= Task item =
Give again only those lines from the start of the entries through the line holding "use crate::propagation::OwnedState;", leaving them as they are.

════════════════

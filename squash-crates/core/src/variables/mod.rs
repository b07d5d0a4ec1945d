//! Integer variables: identifiers, the events fired when their domains change and the store of
//! their reversible domains.
mod domain_events;
mod domain_id;
mod domain_store;

pub use domain_events::*;
pub use domain_id::DomainId;
pub(crate) use domain_store::DomainEventRecord;
pub use domain_store::DomainStore;
pub(crate) use domain_store::EmptyDomain;
use std::mem;

use enumset::EnumSet;
use log::debug;
use log::trace;

use super::propagator_queue::PropagatorQueue;
use super::trigger::Population;
use super::trigger::PropagationTrigger;
use super::watch_list::WatchLists;
use crate::asserts::squash_assert_simple;
use crate::basic_types::Cause;
use crate::basic_types::PropagationStatus;
use crate::basic_types::PropagatorContradiction;
use crate::containers::KeyedVec;
use crate::create_statistics_struct;
use crate::environment::Environment;
use crate::environment::ReversibleInteger;
use crate::environment::UndoStrategy;
use crate::options::SolverOptions;
use crate::propagation::store::PropagatorStore;
use crate::propagation::Domains;
use crate::propagation::EnqueueDecision;
use crate::propagation::Entailment;
use crate::propagation::OwnedState;
use crate::propagation::PropagationContext;
use crate::propagation::PropagationMask;
use crate::propagation::Propagator;
use crate::propagation::PropagatorConstructor;
use crate::propagation::PropagatorConstructorContext;
use crate::propagation::PropagatorHandle;
use crate::propagation::PropagatorId;
use crate::propagation::PropagatorRequests;
use crate::propagation::PropagatorState;
use crate::propagation::PropagatorVarId;
use crate::statistics::Statistic;
use crate::statistics::StatisticLogger;
use crate::variables::DomainEvent;
use crate::variables::DomainEventRecord;
use crate::variables::DomainId;
use crate::variables::DomainStore;

create_statistics_struct!(
    /// Counters of the propagation engine.
    EngineStatistics {
        /// The number of times a propagator was called.
        num_propagator_calls: usize,
        /// The number of times propagation ended at a fixpoint.
        num_fixpoints: usize,
        /// The number of times propagation ended with a contradiction.
        num_contradictions: usize,
        num_dynamic_additions: usize,
        num_dynamic_deletions: usize,
});

/// Runs propagators until none of them can remove a value, or one of them reports a
/// contradiction.
///
/// A propagator is scheduled when an event it subscribed to happens on one of the variables in its
/// scope, except when the propagator caused the event itself. Which propagators have to run
/// independently of events is decided by the [`PropagationTrigger`].
#[derive(Debug)]
pub(crate) struct PropagationEngine {
    store: PropagatorStore,
    queue: PropagatorQueue,
    watch_lists: WatchLists,
    /// The variables of every propagator, indexed by their [`LocalId`](crate::propagation::LocalId).
    scopes: KeyedVec<PropagatorId, Vec<Option<DomainId>>>,
    /// The reversible [`PropagatorState`] of every propagator.
    states: KeyedVec<PropagatorId, ReversibleInteger>,
    /// The reversible state allocated by every propagator, including its [`PropagatorState`].
    owned_state: KeyedVec<PropagatorId, OwnedState>,
    /// Whether popping the world a propagator was added in retracts it.
    retracted_on_pop: KeyedVec<PropagatorId, bool>,
    /// Deleted propagators whose identifier is freed once their world is popped.
    awaiting_retraction: Vec<PropagatorId>,
    /// Deleted propagators whose identifier is freed once the search is back at the root.
    awaiting_root: Vec<PropagatorId>,
    undo_strategy: UndoStrategy,
    trigger: PropagationTrigger,
    /// The propagator which reported the last contradiction, until the engine is flushed.
    in_flight: Option<PropagatorId>,
    is_initialized: bool,
    check_entailment_at_fixpoint: bool,
    event_buffer: Vec<DomainEventRecord>,
    statistics: EngineStatistics,
}
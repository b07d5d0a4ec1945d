//! The propagation engine and the search-facing [`State`].
mod propagation_engine;
mod propagator_queue;
mod state;
mod trigger;
mod watch_list;

pub use propagation_engine::EngineStatistics;
pub use state::State;
pub use state::StateStatistics;
pub use trigger::Population;
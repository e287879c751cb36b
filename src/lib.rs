//! SSH agent backed by a serial-attached ed25519 token
//!
//! The token keeps its keys on the device and signs internally. This crate
//! talks its line protocol over a serial port, serializes every command
//! through one [`DeviceSession`](protocol::DeviceSession), and serves the
//! resulting identity to OpenSSH clients through the agent protocol.

mod adapters;
pub mod agent;
pub mod api;
pub mod client;
pub mod error;
mod logic;
pub mod model;
pub mod ports;
pub mod protocol;
pub mod use_cases;

// Re-export commonly used types
pub use client::DeviceClient;
pub use error::{TokensshError, TokensshResult};
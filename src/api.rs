//! Entry points for opening the token
//!
//! Wires the serial adapter, the confirmation prompt and the device
//! session together.

use std::sync::Arc;

use tracing::info;

use crate::client::DeviceClient;
use crate::error::TokensshResult;
use crate::model::Timing;
use crate::ports::UserPrompt;

pub use crate::adapters::{
    list_ports, SerialSettings, SerialTransport, TerminalInput, TerminalPrompt,
};
pub use crate::logic::SeedKdfParams;

/// Open the token on `port` with the firmware's line settings.
pub fn open_device(port: &str) -> TokensshResult<DeviceClient<SerialTransport>> {
    open_device_with(port, &SerialSettings::default(), Arc::new(TerminalPrompt))
}

/// Open the token with explicit line settings and confirmation prompt.
///
/// The poll budget follows `settings.read_timeout`.
pub fn open_device_with(
    port: &str,
    settings: &SerialSettings,
    prompt: Arc<dyn UserPrompt>,
) -> TokensshResult<DeviceClient<SerialTransport>> {
    let transport = SerialTransport::open(port, settings)?;
    let timing = Timing {
        read_timeout: settings.read_timeout,
        ..Timing::default()
    };
    let client = DeviceClient::open(transport, timing, prompt)?;
    info!(port, "device session ready");
    Ok(client)
}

════════════════

= Task result =
filename squash-crates/core/src/variables/mod.rs
repository b07d5d0a4ec1945d
//! Integer variables: identifiers, the events fired when their domains change and the store of
//! their reversible domains.
mod domain_events;
mod domain_id;
mod domain_store;

pub use domain_events::*;
pub use domain_id::DomainId;
pub(crate) use domain_store::DomainEventRecord;
pub use domain_store::DomainStore;
pub(crate) use domain_store::EmptyDomain;
use std::mem;

use enumset::EnumSet;
use log::debug;
use log::trace;

use super::propagator_queue::PropagatorQueue;
use super::trigger::Population;
use super::trigger::PropagationTrigger;
use super::watch_list::WatchLists;
use crate::asserts::squash_assert_simple;
use crate::basic_types::Cause;
use crate::basic_types::PropagationStatus;
use crate::basic_types::PropagatorContradiction;
use crate::containers::KeyedVec;
use crate::create_statistics_struct;
use crate::environment::Environment;
use crate::environment::ReversibleInteger;
use crate::environment::UndoStrategy;
use crate::options::SolverOptions;
use crate::propagation::store::PropagatorStore;
use crate::propagation::Domains;
use crate::propagation::EnqueueDecision;
use crate::propagation::Entailment;
use crate::propagation::OwnedState;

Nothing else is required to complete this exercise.